Interim Key findings:

(1)  ORR officials are misrepresenting the facts and policies in their age assessment memorandums.  Instead of catching fraud, ORR is perpetrating it.

The ORR shelters regularly encounter people whose narratives, statements on file with the government, official documents, and biometrics, contain discrepancies. There is nothing inherently unlawful or even surprising about this. Children often travel using false documents attesting adulthood so they can leave their country of origin, especially if their journeys require air travel from, say, Bangladesh, India, or Camaroon.  The registries of many developing countries are known to contain errors and missing data.   

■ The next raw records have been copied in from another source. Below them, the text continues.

// src/pdf/page.rs
//! Positioned draw operations, grouped per page. Coordinates are top-down;
//! the writer flips them into PDF space.

use super::geometry::{Color, Font};

#[derive(Debug, Clone, PartialEq)]
pub enum DrawOp {
    Text {
        x: f32,
        y: f32,
        font: Font,
        size: f32,
        color: Color,
        text: String,
    },
    FillRect {
        x: f32,
        y: f32,
        width: f32,
        height: f32,
        color: Color,
    },
    Line {
        x1: f32,
        x2: f32,
        y: f32,
        width: f32,
        color: Color,
    },
}

#[derive(Debug, Clone, Default, PartialEq)]
pub struct Page {
    pub ops: Vec<DrawOp>,
}

impl Page {
    pub fn texts(&self) -> impl Iterator<Item = &str> {
        self.ops.iter().filter_map(|op| match op {
            DrawOp::Text { text, .. } => Some(text.as_str()),
            _ => None,
        })
    }
}

/// Output of the layout pass: every page with its draw operations, in order.
#[derive(Debug, Clone, Default, PartialEq)]
pub struct LaidOutDocument {
    pub pages: Vec<Page>,
}

impl LaidOutDocument {
    pub fn page_count(&self) -> usize {
        self.pages.len()
    }

    /// Pushes onto the page at `index`, creating intermediate pages as needed.
    pub fn push(&mut self, index: usize, op: DrawOp) {
        while self.pages.len() <= index {
            self.pages.push(Page::default());
        }
        self.pages[index].ops.push(op);
    }

    /// All text in draw order across pages.
    pub fn text_stream(&self) -> Vec<String> {
        self.pages
            .iter()
            .flat_map(|page| page.texts().map(str::to_string))
            .collect()
    }

    /// Vertical position and page of the first text run equal to `needle`.
    pub fn find_text(&self, needle: &str) -> Option<(usize, f32)> {
        self.pages.iter().enumerate().find_map(|(index, page)| {
            page.ops.iter().find_map(|op| match op {
                DrawOp::Text { y, text, .. } if text == needle => Some((index, *y)),
                _ => None,
            })
        })
    }
}
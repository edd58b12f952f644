use anyhow::Result;
use iclean_forms::{core::ConfigManager, start_web_server};
use tracing::info;

use tracing_subscriber::layer::SubscriberExt;
use tracing_subscriber::util::SubscriberInitExt;
use tracing_subscriber::{fmt, EnvFilter};

#[tokio::main]
async fn main() -> Result<()> {
    tracing_subscriber::registry()
        .with(fmt::layer())
        .with(
            EnvFilter::try_from_default_env()
                .unwrap_or_else(|_| EnvFilter::new("iclean_forms=info,rocket::server=off")),
        )
        .init();

    let config = ConfigManager::load()?;

    info!("Starting i-Clean forms service");
    info!(
        "Environment: {}",
        std::env::var("ENVIRONMENT").unwrap_or_else(|_| "local".to_string())
    );

    start_web_server(config).await
}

Minors benefit from laws allowing them more lenient supervision and release while awaiting hearings. Not surprisingly, some adult noncitizens have entered the United States with their own altered birth certificates or a bona fide birth certificate belonging to a younger friend or relative and used these to enter the juvenile shelter system.   Case managers in shelters are catching some of those, mostly from pressuring people into confessions. 

Case managers also review cases remotely, including employees of a military firm with ORR contract.  They conduct reviews of migrant children digitally and from their homes.  One employee claimed she had elucidated an ORR client was lying after she found a Facebook page that, if it really did belong to the person in their custody, proved the person had graduated from college.  Again, if, it didn't belong to another, say, Juan Mario Gomez from El Salvador.) 

ORR's Age Assessment policy states:
Each agency acknowledges the challenges in determining the age of individuals in custody. These challenges include, but are not limited to: 
•Unavailable  documentation;
• Contradictory or fraudulent identity documentation and/or statements
• Physical appearance of the individual; and
• Diminished capacity of the individual.
The TVPRA requires the age determination procedures, at a minimum, to take into account multiple forms of evidence. Accordingly, under these procedures, each case must be evaluated carefully based on the totality of all available evidence, including the statement of the individual in question.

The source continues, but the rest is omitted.